Most links currently access an instantiated model (the thing that GAMS generates when executing a solve statement) via the GMO library
. While it gives efficient access to linear constraints, quadratic coefficient matrices, nonlinear instructions, and first and second derivatives, it has its limitations when it comes to extensions to further types of variable, constraints, and objectives, when reformulations need to happen within the link, when the problem needs to be extended or modified, when solver callbacks need to be made available, or when the size of a problem prohibits storing an additional copy in the link.
GAMS has therefore decided to start the development of a new GAMS Solver Interface (GSI) library.
The library is written in modern C++, already allows constraints to be represented in a form that is more general than algebraic (in)equalities, and utilize the solvers problem storage when possible.

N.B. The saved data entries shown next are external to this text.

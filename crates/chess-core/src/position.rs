//! Board coordinates and dimensions.

use serde::{Deserialize, Serialize};
use std::fmt;

/// A square on the board, addressed by 1-indexed rank and file.
///
/// Positions are plain coordinates: they carry no board and do no offset
/// arithmetic of their own. Ordering is rank-major, so sets of positions
/// iterate from the first rank upwards.
#[derive(Debug, Clone, Copy, PartialEq, Eq, Hash, PartialOrd, Ord, Serialize, Deserialize)]
pub struct Position {
    pub rank: u8,
    pub file: u8,
}

impl Position {
    /// Creates a position from rank and file.
    #[inline]
    pub const fn new(rank: u8, file: u8) -> Self {
        Position { rank, file }
    }
}

impl fmt::Display for Position {
    fn fmt(&self, f: &mut fmt::Formatter<'_>) -> fmt::Result {
        write!(f, "({}, {})", self.rank, self.file)
    }
}

/// The dimensions of a board.
#[derive(Debug, Clone, Copy, PartialEq, Eq, Hash, Serialize, Deserialize)]
pub struct Size {
    pub ranks: u8,
    pub files: u8,
}

impl Size {
    /// The standard 8x8 chessboard.
    pub const STANDARD: Size = Size { ranks: 8, files: 8 };

    /// Creates a size from rank and file counts.
    #[inline]
    pub const fn new(ranks: u8, files: u8) -> Self {
        Size { ranks, files }
    }
}

impl Default for Size {
    fn default() -> Self {
        Size::STANDARD
    }
}

impl fmt::Display for Size {
    fn fmt(&self, f: &mut fmt::Formatter<'_>) -> fmt::Result {
        write!(f, "{}x{}", self.ranks, self.files)
    }
}

#[cfg(test)]
mod tests {
    use super::*;
    use proptest::prelude::*;

    #[test]
    fn equality_is_structural() {
        assert_eq!(Position::new(2, 5), Position { rank: 2, file: 5 });
        assert_ne!(Position::new(2, 5), Position::new(5, 2));
    }

    #[test]
    fn display() {
        assert_eq!(Position::new(4, 5).to_string(), "(4, 5)");
        assert_eq!(Size::STANDARD.to_string(), "8x8");
    }

    #[test]
    fn standard_size() {
        assert_eq!(Size::default(), Size::new(8, 8));
    }

    proptest! {
        #[test]
        fn ordering_is_rank_major(a in (0u8..16, 0u8..16), b in (0u8..16, 0u8..16)) {
            let pa = Position::new(a.0, a.1);
            let pb = Position::new(b.0, b.1);
            prop_assert_eq!(pa.cmp(&pb), a.cmp(&b));
        }
    }
}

While more feature are implemented, we have also started to rewrite existing solver links to use the new library.
With GAMS 51, the links to Gurobi and Xpress have been switched over to GSI.
Even though the model instance is still build up into a GMO object, the new GSI-on-top-of-GMO based links have shown better performance on some instances than the older GMO-only links.

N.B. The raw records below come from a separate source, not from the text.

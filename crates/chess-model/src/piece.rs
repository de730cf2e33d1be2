//! Pieces and the factory that builds them.

use crate::movegen;
use crate::Board;
use chess_core::{Color, PieceType, Position};
use std::collections::BTreeSet;

/// A stable handle to a piece inside a [`Board`].
///
/// Handles survive cloning the board: the clone holds the same pieces under
/// the same ids. A handle to a captured or promoted piece resolves to nothing.
#[derive(Debug, Clone, Copy, PartialEq, Eq, Hash, PartialOrd, Ord)]
pub struct PieceId(pub(crate) usize);

/// A chess piece standing on a board.
///
/// The piece knows its type, color and square, plus whether its first move
/// is still available (which only matters for the pawn's two-square advance).
/// It never holds a reference to the board; every board-dependent query takes
/// the board as a parameter.
#[derive(Debug, Clone, PartialEq, Eq, Hash)]
pub struct Piece {
    piece_type: PieceType,
    color: Color,
    pub(crate) position: Position,
    pub(crate) first_move_available: bool,
}

impl Piece {
    /// Creates a piece that has not moved yet.
    pub const fn new(piece_type: PieceType, color: Color, position: Position) -> Self {
        Piece {
            piece_type,
            color,
            position,
            first_move_available: true,
        }
    }

    #[inline]
    pub const fn piece_type(&self) -> PieceType {
        self.piece_type
    }

    #[inline]
    pub const fn color(&self) -> Color {
        self.color
    }

    #[inline]
    pub const fn is_white(&self) -> bool {
        self.color.is_white()
    }

    #[inline]
    pub const fn position(&self) -> Position {
        self.position
    }

    /// Returns true until the piece has made a successful move.
    #[inline]
    pub const fn first_move_available(&self) -> bool {
        self.first_move_available
    }

    /// Returns the squares this piece threatens.
    ///
    /// A threatened square is not necessarily a legal move: moving there may
    /// expose the piece's own king. Squares holding a piece of the same color
    /// are never included.
    pub fn attacking_positions(&self, board: &Board) -> BTreeSet<Position> {
        movegen::attacks(self, board)
    }

    /// Returns the squares this piece may legally move to.
    ///
    /// Every candidate from [`attacking_positions`](Self::attacking_positions)
    /// is played out on a copy of the board and kept only if the mover's king
    /// is not in check afterwards. The current square is never included.
    /// A piece that is not standing on `board` has no legal moves.
    pub fn legal_moves(&self, board: &Board) -> BTreeSet<Position> {
        let Some(id) = board.piece_id_at(self.position) else {
            return BTreeSet::new();
        };
        if board.piece(id) != Some(self) {
            return BTreeSet::new();
        }

        self.attacking_positions(board)
            .into_iter()
            .filter(|&to| board.is_move_safe(id, to))
            .collect()
    }

    /// Returns true if any opposing piece threatens this piece's square.
    pub fn is_under_attack(&self, board: &Board) -> bool {
        board
            .pieces_of(self.color.opposite())
            .any(|attacker| attacker.attacking_positions(board).contains(&self.position))
    }
}

/// Builds pieces of one color.
///
/// Used for the starting arrangement and for promotion.
#[derive(Debug, Clone, Copy, PartialEq, Eq)]
pub struct PieceFactory {
    color: Color,
}

impl PieceFactory {
    /// Creates a factory for pieces of the given color.
    pub const fn new(color: Color) -> Self {
        PieceFactory { color }
    }

    pub const fn color(&self) -> Color {
        self.color
    }

    /// Creates a fresh piece of the given type at `position`.
    pub const fn create(&self, piece_type: PieceType, position: Position) -> Piece {
        Piece::new(piece_type, self.color, position)
    }
}
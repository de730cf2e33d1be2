//! Parsing of the interactive prompt's commands.

use chess_core::Position;
use thiserror::Error;

/// Errors that can occur when parsing a prompt line.
#[derive(Debug, Error, Clone, PartialEq, Eq)]
pub enum CommandError {
    #[error("empty input")]
    Empty,

    #[error("not a square number: '{0}'")]
    InvalidNumber(String),

    #[error("expected RANK FILE, got {0} values")]
    WrongArity(usize),

    #[error("unknown command: '{0}'")]
    Unknown(String),
}

/// Commands typed at the prompt.
#[derive(Debug, Clone, Copy, PartialEq, Eq)]
pub enum Command {
    /// Pick a square: select a piece, or move the selected piece there.
    Select(Position),
    /// Drop the current selection.
    Unselect,
    /// Redraw the board.
    Board,
    /// Show the command summary.
    Help,
    /// Leave the session.
    Quit,
}

impl Command {
    /// Parses one line of input.
    pub fn parse(input: &str) -> Result<Self, CommandError> {
        let input = input.trim();
        let parts: Vec<&str> = input.split_whitespace().collect();

        match parts.as_slice() {
            [] => Err(CommandError::Empty),
            ["u" | "unselect"] => Ok(Command::Unselect),
            ["b" | "board"] => Ok(Command::Board),
            ["h" | "help" | "?"] => Ok(Command::Help),
            ["q" | "quit" | "exit"] => Ok(Command::Quit),
            [rank, file] => Ok(Command::Select(Position::new(
                parse_coordinate(rank)?,
                parse_coordinate(file)?,
            ))),
            [single] if single.parse::<u8>().is_ok() => Err(CommandError::WrongArity(1)),
            [_] => Err(CommandError::Unknown(input.to_string())),
            many => Err(CommandError::WrongArity(many.len())),
        }
    }
}

fn parse_coordinate(text: &str) -> Result<u8, CommandError> {
    text.parse::<u8>()
        .map_err(|_| CommandError::InvalidNumber(text.to_string()))
}
//! Interactive prompt loop driving a [`Controller`].
//!
//! Each input line is parsed into a [`Command`] and handed to the
//! controller; the reply text is written back to the output.

use crate::command::Command;
use crate::config::Config;
use crate::render;
use chess_model::{Controller, MoveError, MoveOutcome, Selection};
use std::io::{self, BufRead, Write};

pub const HELP: &str = "\
Commands:
  RANK FILE   pick a square (1-based), e.g. `2 5`
  u           drop the current selection
  b           redraw the board
  h           show this help
  q           quit
";

/// Whether the loop should keep reading after a command.
#[derive(Debug, Clone, PartialEq, Eq)]
pub enum Step {
    Continue(String),
    Quit,
}

/// A terminal play session.
#[derive(Debug, Clone)]
pub struct Session {
    controller: Controller,
    show_highlights: bool,
}

impl Session {
    pub fn new(controller: Controller, show_highlights: bool) -> Self {
        Session {
            controller,
            show_highlights,
        }
    }

    /// Creates a session over a fresh game using the configured promotion
    /// piece and highlight setting.
    pub fn from_config(config: &Config) -> Result<Self, MoveError> {
        let mut controller = Controller::new();
        controller.set_promotion(config.promotion)?;
        Ok(Self::new(controller, config.show_highlights))
    }

    pub fn controller(&self) -> &Controller {
        &self.controller
    }

    /// Draws the board followed by a status line.
    pub fn board_text(&self) -> String {
        let mut text = render::draw_controller(&self.controller, self.show_highlights);
        text.push_str(&self.status_line());
        text.push('\n');
        text
    }

    fn status_line(&self) -> String {
        let game = self.controller.game();
        if game.is_check() {
            format!("{} to move, in check", game.side_to_move())
        } else {
            format!("{} to move", game.side_to_move())
        }
    }

    /// Applies one command and returns the reply.
    pub fn handle(&mut self, command: Command) -> Step {
        match command {
            Command::Select(position) => {
                let reply = match self.controller.select_position(position) {
                    Selection::Selected(at) => {
                        let name = self
                            .controller
                            .selected_piece()
                            .map(|piece| piece.piece_type().to_string())
                            .unwrap_or_default();
                        format!("Selected {} at {}\n{}", name, at, self.board_text())
                    }
                    Selection::Moved(outcome) => {
                        format!("{}\n{}", describe_move(&outcome), self.board_text())
                    }
                    Selection::Rejected(error) => format!("Rejected: {}\n", error),
                    Selection::Ignored => format!(
                        "No {} piece at {}\n",
                        self.controller.game().side_to_move(),
                        position
                    ),
                };
                Step::Continue(reply)
            }
            Command::Unselect => {
                self.controller.unselect_position();
                Step::Continue("Selection cleared\n".to_string())
            }
            Command::Board => Step::Continue(self.board_text()),
            Command::Help => Step::Continue(HELP.to_string()),
            Command::Quit => Step::Quit,
        }
    }

    /// Reads commands from `input` until it ends or a quit command arrives.
    ///
    /// Unparseable lines, including ones that are not valid UTF-8, are
    /// reported and skipped.
    pub fn run<R: BufRead, W: Write>(&mut self, mut input: R, output: &mut W) -> io::Result<()> {
        output.write_all(self.board_text().as_bytes())?;

        let mut buf = Vec::new();
        loop {
            buf.clear();
            if input.read_until(b'\n', &mut buf)? == 0 {
                break;
            }
            let line = String::from_utf8_lossy(&buf);
            if line.trim().is_empty() {
                continue;
            }

            let step = match Command::parse(&line) {
                Ok(command) => self.handle(command),
                Err(error) => {
                    tracing::debug!(input = %line.trim(), %error, "unparsed input");
                    Step::Continue(format!("Error: {} (h for help)\n", error))
                }
            };

            match step {
                Step::Continue(reply) => output.write_all(reply.as_bytes())?,
                Step::Quit => break,
            }
            output.flush()?;
        }

        Ok(())
    }
}

fn describe_move(outcome: &MoveOutcome) -> String {
    let mut text = format!("Moved {} -> {}", outcome.from, outcome.to);
    if let Some(captured) = &outcome.captured {
        text.push_str(&format!(", captured {} {}", captured.color(), captured.piece_type()));
    }
    if let Some(promoted) = outcome.promoted_to {
        text.push_str(&format!(", promoted to {}", promoted));
    }
    text
}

For the time being, the old links are still available under the names GurobiOld and XpressOld.
As a final note, we highlight an improvement that was made to the “QMaker” facility of our solver links.
Since GAMS models are formulated in a natural algebraic syntax, there is no need for the user to signify the vector of linear coefficients or the matrix of quadratic coefficients in an equation.

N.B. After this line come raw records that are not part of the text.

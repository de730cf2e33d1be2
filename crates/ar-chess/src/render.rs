//! Text drawing of the board for the terminal.

use chess_core::Position;
use chess_model::{Board, Controller};
use std::collections::BTreeSet;
use std::fmt::Write;

/// Draws `board` with markers.
///
/// Each square is two characters wide: a marker column and the piece letter
/// (`.` when empty). The selected square is marked `>`, highlighted squares
/// `*`.
pub fn draw(board: &Board, selected: Option<Position>, highlights: &BTreeSet<Position>) -> String {
    let size = board.size();
    let mut out = String::new();

    for rank in (1..=size.ranks).rev() {
        let _ = write!(out, "{:>2}", rank);
        for file in 1..=size.files {
            let square = Position::new(rank, file);
            let marker = if selected == Some(square) {
                '>'
            } else if highlights.contains(&square) {
                '*'
            } else {
                ' '
            };
            let symbol = board
                .get_piece(square)
                .map_or('.', |piece| piece.piece_type().symbol(piece.color()));
            out.push(marker);
            out.push(symbol);
        }
        out.push('\n');
    }

    out.push_str("  ");
    for file in 1..=size.files {
        let _ = write!(out, " {}", file % 10);
    }
    out.push('\n');
    out
}

/// Draws the controller's board with its selection and, optionally, the
/// selected piece's legal moves.
pub fn draw_controller(controller: &Controller, show_highlights: bool) -> String {
    let highlights = if show_highlights {
        controller.highlighted_positions()
    } else {
        BTreeSet::new()
    };
    draw(
        controller.game().board(),
        controller.selected_position(),
        &highlights,
    )
}
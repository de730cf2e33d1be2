use anyhow::{Context, Result};
use ar_chess::{Config, Session};
use chess_model::Game;
use clap::{Parser, Subcommand};
use std::path::PathBuf;
use tracing_subscriber::EnvFilter;

#[derive(Parser)]
#[command(name = "ar-chess")]
#[command(about = "Play chess in the terminal by picking squares")]
struct Cli {
    /// Tracing filter directive; overrides the config file
    #[arg(long, global = true)]
    log_level: Option<String>,

    #[command(subcommand)]
    command: Commands,
}

#[derive(Subcommand)]
enum Commands {
    /// Play an interactive game on stdin
    Play {
        /// Path to the configuration file
        #[arg(long)]
        config: Option<PathBuf>,
        /// Do not mark the selected piece's legal moves
        #[arg(long)]
        no_highlights: bool,
    },
    /// Print the starting board
    Show {
        /// Print a JSON snapshot instead of text
        #[arg(long)]
        json: bool,
    },
}

fn main() -> Result<()> {
    let cli = Cli::parse();

    match cli.command {
        Commands::Play {
            config,
            no_highlights,
        } => {
            let path = config.clone().unwrap_or_else(Config::config_path);
            let loaded = match config {
                Some(path) => Config::load_from(&path),
                None => Config::load(),
            };
            let mut config =
                loaded.with_context(|| format!("Failed to load {}", path.display()))?;
            if no_highlights {
                config.show_highlights = false;
            }
            init_tracing(cli.log_level.as_deref().unwrap_or(&config.log_level))?;
            tracing::info!(
                promotion = %config.promotion,
                show_highlights = config.show_highlights,
                "starting session"
            );

            let mut session = Session::from_config(&config)?;
            let stdin = std::io::stdin();
            let mut stdout = std::io::stdout();
            session.run(stdin.lock(), &mut stdout)?;
        }
        Commands::Show { json } => {
            init_tracing(cli.log_level.as_deref().unwrap_or("warn"))?;
            let game = Game::new();
            if json {
                println!("{}", serde_json::to_string_pretty(&game.snapshot())?);
            } else {
                print!("{}", game.board());
            }
        }
    }

    Ok(())
}

fn init_tracing(directive: &str) -> Result<()> {
    let filter = EnvFilter::try_new(directive)
        .with_context(|| format!("Invalid log level '{}'", directive))?;
    tracing_subscriber::fmt()
        .with_env_filter(filter)
        .with_writer(std::io::stderr)
        .init();
    Ok(())
}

However, in particular MIP and MIQCP solvers often expect to be given these vectors and matrices explicitly.
It is therefore up to the GAMS system to derive this information from the algebraic instructions that define a constraint on the model side.
While this is relatively straight-forward for linear coefficients, extracting the quadratic coefficient matrix (Q) efficiently is a non-trivial task when the quadratic form is large.
The QMaker facility of GAMS’ solver links provide two algorithms for computing Q, which can even be run concurrently (look for a solver(link) option QExtractAlg), both based on automatic differentiation.
With GAMS 50, QMaker has been further extended to give users control on when the algorithms switch between sparse and dense computations.
This QExtractDenseSwitchFactor option is available (possibly under a similar name) for Convert, Cplex, Gurobi, Knitro, Mosek, ODHCplex, SHOT, and Xpress, and may be used, in conjunction with QExtractAlg, to tune the Q extraction for models with large quadratic constraints.
Outlook
While this post about last years progress is written, GAMS is busy finalizing the features for the first major release of 2026.
With GAMS 53, new versions SoPlex 8 and SCIP 10 from the SCIP Optimization Suite 10 will become available to GAMS users. Next to improvements in the mixed-integer linear and nonlinear programming solvers, this release also makes the Benders’ Decomposition framework available to GAMS users, in addition to possibilities to use CONOPT as NLP solver in SCIP and to compute irreducible infeasible subsystems for infeasible problems.
With Lindo API 16 , enhancements in performance can be expected due to new primal heuristics, improved integration of LP and NLP subsolvers, and tighter relaxations.
After 2025 has undoubtedly been an exciting year for mathematical programming solvers, we are curious to see what the new year will bring. For our solver links, the switch to GSI and the closer integration of GSI with the GAMS execution system are one of many priorities.